Reproduce, please, only the lines from the first line below to the line containing "in developer mode)", inclusive.
+++
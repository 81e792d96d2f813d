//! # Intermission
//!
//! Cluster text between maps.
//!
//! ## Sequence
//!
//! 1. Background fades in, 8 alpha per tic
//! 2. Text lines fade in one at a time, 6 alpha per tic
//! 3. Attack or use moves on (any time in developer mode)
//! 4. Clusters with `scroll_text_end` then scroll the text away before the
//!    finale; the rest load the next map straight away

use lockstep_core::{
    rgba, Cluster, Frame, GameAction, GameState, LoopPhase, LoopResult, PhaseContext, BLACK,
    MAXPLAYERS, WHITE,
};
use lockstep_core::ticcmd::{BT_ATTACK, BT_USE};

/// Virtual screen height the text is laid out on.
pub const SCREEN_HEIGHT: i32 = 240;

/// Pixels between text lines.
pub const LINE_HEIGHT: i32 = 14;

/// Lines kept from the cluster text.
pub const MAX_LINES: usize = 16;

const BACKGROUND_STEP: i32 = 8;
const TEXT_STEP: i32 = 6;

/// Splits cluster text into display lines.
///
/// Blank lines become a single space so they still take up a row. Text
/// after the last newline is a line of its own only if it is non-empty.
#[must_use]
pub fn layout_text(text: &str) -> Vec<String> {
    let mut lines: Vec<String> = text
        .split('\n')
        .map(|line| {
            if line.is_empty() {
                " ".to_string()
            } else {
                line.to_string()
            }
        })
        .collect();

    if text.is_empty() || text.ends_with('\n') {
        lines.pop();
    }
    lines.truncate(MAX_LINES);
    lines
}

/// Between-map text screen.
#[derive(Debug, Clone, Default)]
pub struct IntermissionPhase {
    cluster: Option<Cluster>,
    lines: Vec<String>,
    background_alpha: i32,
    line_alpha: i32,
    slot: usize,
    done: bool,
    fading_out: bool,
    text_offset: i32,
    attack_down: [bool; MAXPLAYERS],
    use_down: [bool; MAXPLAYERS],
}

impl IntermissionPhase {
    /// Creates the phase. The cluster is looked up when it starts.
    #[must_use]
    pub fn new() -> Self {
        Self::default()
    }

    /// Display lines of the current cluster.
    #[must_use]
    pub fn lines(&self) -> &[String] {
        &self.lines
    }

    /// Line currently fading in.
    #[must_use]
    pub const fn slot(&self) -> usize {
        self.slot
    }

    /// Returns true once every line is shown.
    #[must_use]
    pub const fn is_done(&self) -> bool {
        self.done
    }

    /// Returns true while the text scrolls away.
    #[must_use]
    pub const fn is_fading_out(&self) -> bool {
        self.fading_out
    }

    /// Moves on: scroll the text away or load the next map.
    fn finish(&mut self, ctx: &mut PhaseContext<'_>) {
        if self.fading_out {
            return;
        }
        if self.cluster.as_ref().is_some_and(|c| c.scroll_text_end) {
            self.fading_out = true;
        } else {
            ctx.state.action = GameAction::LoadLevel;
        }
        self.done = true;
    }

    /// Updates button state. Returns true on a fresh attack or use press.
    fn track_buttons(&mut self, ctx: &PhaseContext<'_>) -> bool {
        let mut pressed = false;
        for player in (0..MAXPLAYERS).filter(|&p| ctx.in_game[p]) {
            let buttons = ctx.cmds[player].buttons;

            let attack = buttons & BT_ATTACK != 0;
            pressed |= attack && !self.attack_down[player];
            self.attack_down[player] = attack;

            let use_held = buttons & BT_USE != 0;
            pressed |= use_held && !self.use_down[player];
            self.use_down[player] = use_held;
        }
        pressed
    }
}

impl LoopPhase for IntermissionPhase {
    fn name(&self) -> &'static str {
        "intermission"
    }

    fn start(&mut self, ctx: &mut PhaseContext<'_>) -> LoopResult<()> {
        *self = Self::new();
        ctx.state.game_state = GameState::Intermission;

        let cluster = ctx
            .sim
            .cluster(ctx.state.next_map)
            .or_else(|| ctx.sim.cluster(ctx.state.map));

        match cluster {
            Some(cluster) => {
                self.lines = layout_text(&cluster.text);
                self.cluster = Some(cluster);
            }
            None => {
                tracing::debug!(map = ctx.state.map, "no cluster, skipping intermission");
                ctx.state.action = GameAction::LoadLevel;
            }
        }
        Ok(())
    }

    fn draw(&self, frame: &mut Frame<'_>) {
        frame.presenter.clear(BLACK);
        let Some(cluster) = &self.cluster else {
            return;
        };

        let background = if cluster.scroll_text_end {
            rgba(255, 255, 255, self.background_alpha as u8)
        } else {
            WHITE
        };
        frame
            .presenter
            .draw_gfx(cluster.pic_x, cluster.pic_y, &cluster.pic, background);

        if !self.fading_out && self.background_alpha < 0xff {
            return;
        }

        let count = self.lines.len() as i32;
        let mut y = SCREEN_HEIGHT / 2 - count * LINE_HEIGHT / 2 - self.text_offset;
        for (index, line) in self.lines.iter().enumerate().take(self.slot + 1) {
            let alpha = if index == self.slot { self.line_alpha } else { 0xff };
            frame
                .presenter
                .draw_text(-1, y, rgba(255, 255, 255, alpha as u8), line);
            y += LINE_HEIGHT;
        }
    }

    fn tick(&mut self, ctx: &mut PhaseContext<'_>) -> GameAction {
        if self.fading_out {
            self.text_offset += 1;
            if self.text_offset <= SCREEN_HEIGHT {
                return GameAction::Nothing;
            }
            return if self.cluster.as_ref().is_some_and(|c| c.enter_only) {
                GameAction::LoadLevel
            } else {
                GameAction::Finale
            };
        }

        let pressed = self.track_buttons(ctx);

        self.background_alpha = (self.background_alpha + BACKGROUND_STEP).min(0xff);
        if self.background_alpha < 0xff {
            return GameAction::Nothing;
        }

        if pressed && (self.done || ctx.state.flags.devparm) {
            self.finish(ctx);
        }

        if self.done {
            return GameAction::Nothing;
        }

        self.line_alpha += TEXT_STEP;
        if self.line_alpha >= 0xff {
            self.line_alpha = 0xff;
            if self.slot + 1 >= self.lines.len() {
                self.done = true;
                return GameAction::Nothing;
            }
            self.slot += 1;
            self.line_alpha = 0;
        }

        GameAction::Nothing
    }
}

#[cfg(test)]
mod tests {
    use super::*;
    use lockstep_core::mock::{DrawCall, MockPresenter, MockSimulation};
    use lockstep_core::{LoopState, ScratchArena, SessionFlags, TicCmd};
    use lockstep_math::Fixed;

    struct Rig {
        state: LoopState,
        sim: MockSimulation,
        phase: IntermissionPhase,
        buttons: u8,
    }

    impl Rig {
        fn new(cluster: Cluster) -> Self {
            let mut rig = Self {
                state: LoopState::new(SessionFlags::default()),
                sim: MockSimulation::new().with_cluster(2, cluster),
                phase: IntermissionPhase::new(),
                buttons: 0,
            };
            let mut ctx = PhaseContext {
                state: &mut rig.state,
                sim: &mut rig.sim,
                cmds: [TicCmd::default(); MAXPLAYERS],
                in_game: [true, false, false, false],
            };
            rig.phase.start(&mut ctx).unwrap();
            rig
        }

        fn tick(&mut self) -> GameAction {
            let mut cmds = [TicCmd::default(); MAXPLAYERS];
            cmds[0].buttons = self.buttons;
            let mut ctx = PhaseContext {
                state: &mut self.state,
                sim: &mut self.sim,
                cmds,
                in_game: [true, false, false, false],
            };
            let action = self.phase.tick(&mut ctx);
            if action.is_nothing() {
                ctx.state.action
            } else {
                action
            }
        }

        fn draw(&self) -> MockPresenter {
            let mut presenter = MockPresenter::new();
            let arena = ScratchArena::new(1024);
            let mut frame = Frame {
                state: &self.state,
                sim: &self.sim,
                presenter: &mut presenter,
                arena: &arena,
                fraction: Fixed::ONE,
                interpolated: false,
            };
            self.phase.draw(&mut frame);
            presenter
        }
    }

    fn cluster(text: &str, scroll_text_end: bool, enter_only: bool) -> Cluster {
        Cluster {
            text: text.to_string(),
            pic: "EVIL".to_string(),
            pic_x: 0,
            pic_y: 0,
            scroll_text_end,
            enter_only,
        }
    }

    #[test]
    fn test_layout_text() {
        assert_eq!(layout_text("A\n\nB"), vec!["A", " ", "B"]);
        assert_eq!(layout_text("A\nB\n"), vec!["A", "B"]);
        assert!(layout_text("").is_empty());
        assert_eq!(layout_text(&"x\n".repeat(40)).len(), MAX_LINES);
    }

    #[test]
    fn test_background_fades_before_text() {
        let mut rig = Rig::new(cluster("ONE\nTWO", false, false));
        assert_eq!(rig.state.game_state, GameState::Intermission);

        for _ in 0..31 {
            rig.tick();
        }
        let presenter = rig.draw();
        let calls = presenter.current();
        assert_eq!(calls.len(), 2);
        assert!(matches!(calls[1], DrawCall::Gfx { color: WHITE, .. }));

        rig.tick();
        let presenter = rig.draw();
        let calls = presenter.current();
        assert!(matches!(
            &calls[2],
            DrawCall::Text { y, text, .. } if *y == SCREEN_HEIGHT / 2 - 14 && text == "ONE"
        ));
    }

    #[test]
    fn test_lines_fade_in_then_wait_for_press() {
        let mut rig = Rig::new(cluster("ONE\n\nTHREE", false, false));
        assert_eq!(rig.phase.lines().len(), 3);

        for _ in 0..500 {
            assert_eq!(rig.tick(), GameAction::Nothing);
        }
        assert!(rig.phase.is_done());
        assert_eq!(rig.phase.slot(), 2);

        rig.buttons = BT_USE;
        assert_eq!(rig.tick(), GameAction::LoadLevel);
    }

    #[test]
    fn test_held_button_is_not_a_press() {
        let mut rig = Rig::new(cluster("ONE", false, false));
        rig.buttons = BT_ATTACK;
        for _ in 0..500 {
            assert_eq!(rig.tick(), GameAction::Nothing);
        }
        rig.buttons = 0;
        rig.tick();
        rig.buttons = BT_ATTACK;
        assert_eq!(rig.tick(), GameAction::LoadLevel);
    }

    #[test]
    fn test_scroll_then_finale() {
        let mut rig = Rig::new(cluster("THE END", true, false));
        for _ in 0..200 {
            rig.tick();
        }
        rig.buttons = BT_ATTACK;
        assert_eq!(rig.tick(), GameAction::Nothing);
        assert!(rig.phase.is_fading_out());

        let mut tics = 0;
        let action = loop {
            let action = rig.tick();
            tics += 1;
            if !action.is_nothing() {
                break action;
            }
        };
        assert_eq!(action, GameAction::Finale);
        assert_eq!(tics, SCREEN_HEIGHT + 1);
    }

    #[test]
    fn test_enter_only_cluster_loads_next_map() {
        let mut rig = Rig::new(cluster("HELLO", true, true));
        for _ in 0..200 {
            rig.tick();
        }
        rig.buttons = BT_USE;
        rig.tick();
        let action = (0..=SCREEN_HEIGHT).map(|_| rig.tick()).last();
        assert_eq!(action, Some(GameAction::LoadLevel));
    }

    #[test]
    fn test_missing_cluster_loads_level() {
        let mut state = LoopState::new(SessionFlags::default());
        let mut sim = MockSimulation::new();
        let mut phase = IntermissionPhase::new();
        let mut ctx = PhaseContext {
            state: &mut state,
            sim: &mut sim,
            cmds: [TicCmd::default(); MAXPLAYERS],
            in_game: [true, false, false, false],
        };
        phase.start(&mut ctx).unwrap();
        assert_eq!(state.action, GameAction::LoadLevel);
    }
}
+++
## Final answer:
repository 81e792d96d2f813d
//! # Intermission
//!
//! Cluster text between maps.
//!
//! ## Sequence
//!
//! 1. Background fades in, 8 alpha per tic
//! 2. Text lines fade in one at a time, 6 alpha per tic
//! 3. Attack or use moves on (any time in developer mode)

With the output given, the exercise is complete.